Comparing Narrow Spectral Artifact Line Finders to Enable Continuous Wave Searches in LIGO

Continuous gravitational waves (CW) from sources such as a non-axisymmetric spinning neutron star have not yet been detected. If CW from neutron stars exist, the weak signals could be hidden within noise. The search for CW signals is impeded by the presence of narrow spectral artifacts (lines) caused by instrumentation or the environment at the Laser Interferometer Gravitational Wave Observatory (LIGO). Better identification of line noise would make a detection more likely, and a detection has the potential to expand our current knowledge of neutron stars. A non-machine learning (non-ML) line finding algorithm is currently used on a daily basis at the LIGO Hanford and Livingston Observatories. Studying and improving the existing non-ML FScan line finder across normalized and non-normalized data could enable accurate line-finding on non-normalized data such that researchers at LIGO would not need to switch between normalized and non-normalized views, and make it easier and quicker for LIGO data quality shift workers to spot changes in lines. A different approach to line finding utilizes a machine learning (ML) algorithm. My research uses both the ML and non-ML line finding methods, comparing the accuracy and efficiency of these two methods applied to various data sets.
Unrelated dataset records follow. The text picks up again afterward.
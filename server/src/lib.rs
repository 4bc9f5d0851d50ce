//! # Arena Authority Server
//!
//! The single process whose writes are canonical. It owns every replicated
//! entity, executes observer requests and pushes field updates, spawns,
//! despawns and one-shot broadcasts back out over UDP.
//!
//! ## Architecture
//!
//! ### Session context
//! [`session::Session`] carries the process role, the authority clock, the
//! connected observers and an outbox. Gameplay code never touches sockets;
//! it writes fields and queues broadcasts, and the network loop drains the
//! outbox once per tick.
//!
//! ### Entity registry
//! [`world::World`] maps entity ids to a closed [`world::Entity`] enum and
//! drives one fixed simulation step per tick: gravity, projectiles, cabin
//! occupancy, the elevator, power-ups and light flicker, then a flush of
//! every changed field.
//!
//! ### Single-threaded event loop
//! [`network::Server`] runs one `tokio::select!` loop over incoming packets
//! and the tick timer. Requests are applied in arrival order; background
//! tasks only receive datagrams, send datagrams and watch for timeouts.
//!
//! ## Modules
//!
//! - `player`: player state machine, damage, death, melee, buffs
//! - `projectile`: flight, sub-stepped collision, single resolution
//! - `elevator`: two sliding doors and the cabin they guard
//! - `rotating_door`: hinged scene door
//! - `light`: scene lights and their flicker bursts
//! - `lobby`: mode picks, quorum and scene loading
//! - `powerup`: pickups and their spawner
//! - `client_manager`: observer addresses, capacity and timeouts
//!
//! ## Usage Example
//!
//! ```rust,no_run
//! use server::config::ServerConfig;
//! use server::network::Server;
//! use shared::SceneLayout;
//!
//! #[tokio::main]
//! async fn main() -> Result<(), Box<dyn std::error::Error>> {
//!     let mut server = Server::new(
//!         "127.0.0.1:8080",
//!         ServerConfig::default(),
//!         SceneLayout::default(),
//!     ).await?;
//!     server.run().await?;
//!     Ok(())
//! }
//! ```

pub mod client_manager;
pub mod config;
pub mod elevator;
pub mod light;
pub mod lobby;
pub mod network;
pub mod player;
pub mod powerup;
pub mod projectile;
pub mod rotating_door;
pub mod session;
pub mod world;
Expected results are that the non-ML method is currently more accurate and efficient from a computing resources perspective, but that the ML approach has the potential for high accuracy and adaptability, and will eventually be more efficient in human hours. The impact of my research is to implement more accurate and efficient line finding algorithms. This work is important because automated line finders at LIGO Hanford and LIGO Livingston save researchers hundreds of hours of work and could be set up to alert researchers on changes in noise behaviors.